SlateStarCodex was one of the most interesting parts of the internet, and currently is kept on ice in more or less the same state it was in in June 2020. It is or was the work of just one person: a pseudonymous psychiatrist named Scott Alexander, who took down his site when, he says, the New York Times threatened to doxx him. After reorganizing his life to avoid the inevitable fallout of being targeted by one of the most powerful media outlets in the world, he now blogs at Astral Codex Ten.
2020
Wikipedia has a helpful article entitled Growth of Photovoltaics, which contains some astounding graphs and charts. From 2000 to 2018, total photovoltaic capacity worldwide doubled approximately nine times, and is now at about 3% of global electricity production, according to the article. If this number is even approximately correct, and it probably is, then we are approximately five doublings away from all the world's electricity being produced by solar cells. Of course, there are some difficult technical challenges to getting there, especially concerning energy storage. For this reason, it is also worthwhile to pay attention to batteries.
Update: 10 February 2023
In 2019, the same Wikipedia chart referred to above says we the world had 630 GWp of capacity for photovoltaic power generation, which climbed to 1185 by 2022. Growth has been close to 25% per annum for 2018-2022.

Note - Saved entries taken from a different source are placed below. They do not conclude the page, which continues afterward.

use std::sync::atomic::{AtomicBool, Ordering};
use std::sync::Arc;
use std::time::Duration;

use tokio::sync::{broadcast, watch};
use tracing::{info, warn};

/// Cooperative shutdown for the agent's loops.
///
/// Each loop `select!`s on [`ShutdownSignal::subscribe`]. Loops that must
/// finish work first (the final ship, the transport disconnect) hold a
/// [`ShutdownGuard`] and drop it when done, so `main` can wait for them with
/// [`ShutdownSignal::wait_for_drain`].
#[derive(Debug, Clone)]
pub struct ShutdownSignal {
    trigger: broadcast::Sender<()>,
    shutting_down: Arc<AtomicBool>,
    drained_tx: Arc<watch::Sender<usize>>,
    drained_rx: watch::Receiver<usize>,
}

impl ShutdownSignal {
    pub fn new() -> Self {
        let (trigger, _) = broadcast::channel(1);
        let (drained_tx, drained_rx) = watch::channel(0);
        Self {
            trigger,
            shutting_down: Arc::new(AtomicBool::new(false)),
            drained_tx: Arc::new(drained_tx),
            drained_rx,
        }
    }

    pub fn subscribe(&self) -> broadcast::Receiver<()> {
        self.trigger.subscribe()
    }

    pub fn is_shutting_down(&self) -> bool {
        self.shutting_down.load(Ordering::Relaxed)
    }

    /// Idempotent.
    pub fn trigger(&self) {
        if self
            .shutting_down
            .compare_exchange(false, true, Ordering::SeqCst, Ordering::Relaxed)
            .is_ok()
        {
            info!("shutdown requested");
            let _ = self.trigger.send(());
        }
    }

    fn confirm_drained(&self) {
        self.drained_tx.send_modify(|count| *count += 1);
    }

    /// Wait until `expected` guards were dropped. Returns whether they all
    /// were before `timeout`.
    pub async fn wait_for_drain(&mut self, expected: usize, timeout: Duration) -> bool {
        let deadline = tokio::time::Instant::now() + timeout;
        loop {
            let current = *self.drained_rx.borrow();
            if current >= expected {
                return true;
            }
            match tokio::time::timeout_at(deadline, self.drained_rx.changed()).await {
                Ok(Ok(())) => continue,
                Ok(Err(_)) => return *self.drained_rx.borrow() >= expected,
                Err(_) => {
                    warn!(current, expected, "shutdown drain timed out");
                    return false;
                }
            }
        }
    }
}

impl Default for ShutdownSignal {
    fn default() -> Self {
        Self::new()
    }
}

/// Confirms drain on drop.
pub struct ShutdownGuard {
    signal: ShutdownSignal,
}

impl ShutdownGuard {
    pub fn new(signal: ShutdownSignal) -> Self {
        Self { signal }
    }
}

impl Drop for ShutdownGuard {
    fn drop(&mut self) {
        self.signal.confirm_drained();
    }
}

Statistics are often incomplete, inaccurate, or misleading. Still, if you want to understand something, counting is not a bad place to start. In particular, if you want to understand the world, understanding the concept of standard deviation can help quite a bit.
The Total Fertility Rate (TFR) is a number which estimates how many children the average woman would have given current fertility rates extended forward indefinitely. If you just think of it as "children per woman" your intuition will be roughly correct for most uses. Global TFR has fallen enormously in recent decades (chart here), and that has all sorts of implications for gender roles, the economy, government, crime rates, and the environment.

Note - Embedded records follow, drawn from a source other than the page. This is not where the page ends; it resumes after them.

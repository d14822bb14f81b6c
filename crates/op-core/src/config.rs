use serde::{Deserialize, Serialize};
use std::collections::BTreeMap;
use std::path::PathBuf;
use std::time::Duration;

/// Top-level configuration loaded from `~/.outpost/config.toml`.
///
/// **Security**: This struct NEVER stores the shared secret. The secret is
/// read from the environment variable named by `general.secret_key_env`.
/// See [`CredentialProvider`].
#[derive(Debug, Clone, Serialize, Deserialize, Default)]
pub struct Config {
    #[serde(default)]
    pub general: GeneralConfig,
    #[serde(default)]
    pub transport: TransportConfig,
    #[serde(default)]
    pub aggregation: AggregationConfig,
    #[serde(default)]
    pub daemon: DaemonConfig,
}

impl Config {
    /// Load config from `~/.outpost/config.toml`, falling back to defaults
    /// when the file does not exist.
    pub fn load() -> Result<Self, ConfigError> {
        let path = Self::default_path();
        if path.exists() {
            Self::load_from(path)
        } else {
            let cfg = Config::default();
            cfg.validate()?;
            Ok(cfg)
        }
    }

    /// Load from a specific path.
    pub fn load_from(path: impl Into<PathBuf>) -> Result<Self, ConfigError> {
        let path = path.into();
        let text = std::fs::read_to_string(&path).map_err(|e| ConfigError::Io(e.to_string()))?;
        let cfg: Config = toml::from_str(&text).map_err(|e| ConfigError::Parse(e.to_string()))?;
        cfg.validate()?;
        Ok(cfg)
    }

    /// Serialize config to TOML string.
    pub fn to_toml(&self) -> Result<String, ConfigError> {
        self.validate()?;
        toml::to_string_pretty(self).map_err(|e| ConfigError::Parse(e.to_string()))
    }

    /// Semantic validation for settings that are not fully expressible via type checks.
    pub fn validate(&self) -> Result<(), ConfigError> {
        self.transport.validate()?;
        self.aggregation.validate()?;
        self.daemon.validate()?;
        Ok(())
    }

    pub fn default_path() -> PathBuf {
        dirs::home_dir()
            .unwrap_or_else(|| PathBuf::from("."))
            .join(".outpost")
            .join("config.toml")
    }
}

// ---------------------------------------------------------------------------
// Error
// ---------------------------------------------------------------------------

#[derive(Debug, thiserror::Error)]
pub enum ConfigError {
    #[error("io: {0}")]
    Io(String),
    #[error("parse: {0}")]
    Parse(String),
    #[error("validation: {0}")]
    Validation(String),
    #[error("missing credential: env var `{0}` is not set")]
    MissingCredential(String),
}

// ---------------------------------------------------------------------------
// Section structs
// ---------------------------------------------------------------------------

#[derive(Debug, Clone, Serialize, Deserialize)]
pub struct GeneralConfig {
    /// Name this host reports to the backend.
    #[serde(default = "default_server_name")]
    pub server_name: String,
    /// Public identifier sent alongside every sealed payload.
    #[serde(default)]
    pub public_key: String,
    /// Env var holding the shared secret (default: `OUTPOST_SECRET_KEY`).
    #[serde(default = "default_secret_key_env")]
    pub secret_key_env: String,
    #[serde(default = "default_log_level")]
    pub log_level: String,
    /// Emit JSON logs instead of the human-readable format.
    #[serde(default)]
    pub log_json: bool,
}

impl Default for GeneralConfig {
    fn default() -> Self {
        Self {
            server_name: default_server_name(),
            public_key: String::new(),
            secret_key_env: default_secret_key_env(),
            log_level: default_log_level(),
            log_json: false,
        }
    }
}

fn default_server_name() -> String {
    std::env::var("HOSTNAME").unwrap_or_else(|_| "localhost".into())
}
fn default_secret_key_env() -> String {
    "OUTPOST_SECRET_KEY".into()
}
fn default_log_level() -> String {
    "info".into()
}

/// Which adapters to bind and how they behave while disconnected.
#[derive(Debug, Clone, Serialize, Deserialize)]
pub struct TransportConfig {
    /// Adapter names to bind (`axon`, `websocket`).
    #[serde(default = "default_enabled_transports")]
    pub enabled: Vec<String>,
    /// Outbound queue capacity per adapter.
    #[serde(default = "default_queue_capacity")]
    pub queue_capacity: usize,
    /// Logical endpoint map (`push`, `reverse`, `websocket`, ...).
    #[serde(default)]
    pub endpoints: BTreeMap<String, String>,
    /// Host resolved to decide whether the network is reachable.
    #[serde(default = "default_probe_host")]
    pub probe_host: String,
    #[serde(default = "default_probe_delay_ms")]
    pub probe_delay_ms: u64,
    #[serde(default = "default_retry_delay_ms")]
    pub retry_delay_ms: u64,
    /// A write that takes longer than this counts as a lost connection.
    #[serde(default = "default_write_timeout_ms")]
    pub write_timeout_ms: u64,
    #[serde(default = "default_protocol_version")]
    pub protocol_version: u32,
}

impl Default for TransportConfig {
    fn default() -> Self {
        Self {
            enabled: default_enabled_transports(),
            queue_capacity: default_queue_capacity(),
            endpoints: BTreeMap::new(),
            probe_host: default_probe_host(),
            probe_delay_ms: default_probe_delay_ms(),
            retry_delay_ms: default_retry_delay_ms(),
            write_timeout_ms: default_write_timeout_ms(),
            protocol_version: default_protocol_version(),
        }
    }
}

impl TransportConfig {
    pub fn is_enabled(&self, name: &str) -> bool {
        self.enabled.iter().any(|n| n.eq_ignore_ascii_case(name))
    }

    pub fn probe_delay(&self) -> Duration {
        Duration::from_millis(self.probe_delay_ms)
    }

    pub fn retry_delay(&self) -> Duration {
        Duration::from_millis(self.retry_delay_ms)
    }

    pub fn write_timeout(&self) -> Duration {
        Duration::from_millis(self.write_timeout_ms)
    }

    fn validate(&self) -> Result<(), ConfigError> {
        if self.queue_capacity == 0 {
            return Err(ConfigError::Validation(
                "transport.queue_capacity must be greater than zero".into(),
            ));
        }
        if self.write_timeout_ms == 0 {
            return Err(ConfigError::Validation(
                "transport.write_timeout_ms must be non-zero".into(),
            ));
        }
        Ok(())
    }
}

fn default_enabled_transports() -> Vec<String> {
    vec!["websocket".into()]
}
fn default_queue_capacity() -> usize {
    500
}
fn default_probe_host() -> String {
    "google.com".into()
}
fn default_probe_delay_ms() -> u64 {
    2_000
}
fn default_retry_delay_ms() -> u64 {
    5_000
}
fn default_write_timeout_ms() -> u64 {
    10_000
}
fn default_protocol_version() -> u32 {
    1
}

#[derive(Debug, Clone, Serialize, Deserialize)]
pub struct AggregationConfig {
    #[serde(default = "default_shipping_interval_secs")]
    pub shipping_interval_secs: u64,
    /// Quiet period after a process exit during which its rollup is withheld.
    #[serde(default = "default_learning_window_secs")]
    pub learning_window_secs: u64,
    /// Variances shipped per route, highest count first.
    #[serde(default = "default_top_variances")]
    pub top_variances: usize,
    #[serde(default = "default_ewma_tick_ms")]
    pub ewma_tick_ms: u64,
    #[serde(default = "default_ewma_period_ms")]
    pub ewma_period_ms: u64,
}

impl Default for AggregationConfig {
    fn default() -> Self {
        Self {
            shipping_interval_secs: default_shipping_interval_secs(),
            learning_window_secs: default_learning_window_secs(),
            top_variances: default_top_variances(),
            ewma_tick_ms: default_ewma_tick_ms(),
            ewma_period_ms: default_ewma_period_ms(),
        }
    }
}

impl AggregationConfig {
    pub fn learning_window(&self) -> Duration {
        Duration::from_secs(self.learning_window_secs)
    }

    fn validate(&self) -> Result<(), ConfigError> {
        if self.ewma_tick_ms == 0 || self.ewma_period_ms == 0 {
            return Err(ConfigError::Validation(
                "aggregation.ewma_tick_ms and ewma_period_ms must be non-zero".into(),
            ));
        }
        if self.shipping_interval_secs == 0 {
            return Err(ConfigError::Validation(
                "aggregation.shipping_interval_secs must be non-zero".into(),
            ));
        }
        Ok(())
    }
}

fn default_shipping_interval_secs() -> u64 {
    30
}
fn default_learning_window_secs() -> u64 {
    15 * 60
}
fn default_top_variances() -> usize {
    5
}
fn default_ewma_tick_ms() -> u64 {
    5_000
}
fn default_ewma_period_ms() -> u64 {
    60_000
}

#[derive(Debug, Clone, Serialize, Deserialize)]
pub struct DaemonConfig {
    #[serde(default = "default_status_interval_secs")]
    pub status_interval_secs: u64,
    /// How often the endpoint map is re-resolved and re-applied.
    #[serde(default = "default_verify_interval_secs")]
    pub verify_interval_secs: u64,
    /// Log lines kept per process and attached to exceptions.
    #[serde(default = "default_log_buffer_lines")]
    pub log_buffer_lines: usize,
    /// How long a remote `startLogging` stays in effect.
    #[serde(default = "default_log_stream_ttl_secs")]
    pub log_stream_ttl_secs: u64,
}

impl Default for DaemonConfig {
    fn default() -> Self {
        Self {
            status_interval_secs: default_status_interval_secs(),
            verify_interval_secs: default_verify_interval_secs(),
            log_buffer_lines: default_log_buffer_lines(),
            log_stream_ttl_secs: default_log_stream_ttl_secs(),
        }
    }
}

impl DaemonConfig {
    fn validate(&self) -> Result<(), ConfigError> {
        if self.status_interval_secs == 0 || self.verify_interval_secs == 0 {
            return Err(ConfigError::Validation(
                "daemon.status_interval_secs and verify_interval_secs must be non-zero".into(),
            ));
        }
        Ok(())
    }
}

fn default_status_interval_secs() -> u64 {
    5
}
fn default_verify_interval_secs() -> u64 {
    300
}
fn default_log_buffer_lines() -> usize {
    20
}
fn default_log_stream_ttl_secs() -> u64 {
    600
}

// ---------------------------------------------------------------------------
// CredentialProvider
// ---------------------------------------------------------------------------

/// Resolves secrets from the environment at runtime.
pub struct CredentialProvider;

impl CredentialProvider {
    /// Read the shared secret from the env var named in the config.
    pub fn secret_key(general: &GeneralConfig) -> Result<String, ConfigError> {
        std::env::var(&general.secret_key_env)
            .map_err(|_| ConfigError::MissingCredential(general.secret_key_env.clone()))
    }
}

// ---------------------------------------------------------------------------
// Tests
// ---------------------------------------------------------------------------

Wikipedia is the closest thing the world has to a single standardized set of facts about everything. It still has a large number of issues in the content, but there is nothing out there which we could call "like Wikipedia, but better". There's been a long-running debate about whether it is in decline. It is in some ways a dysfunctional place for editors, and it features way too much silly argument in the creation process, with bad actors given far too much time to cause trouble on the site. On the other hand, it's still the leading encyclopedia. It'll be worth watching how things turn out for it, and whether any other general reference tool surpasses it.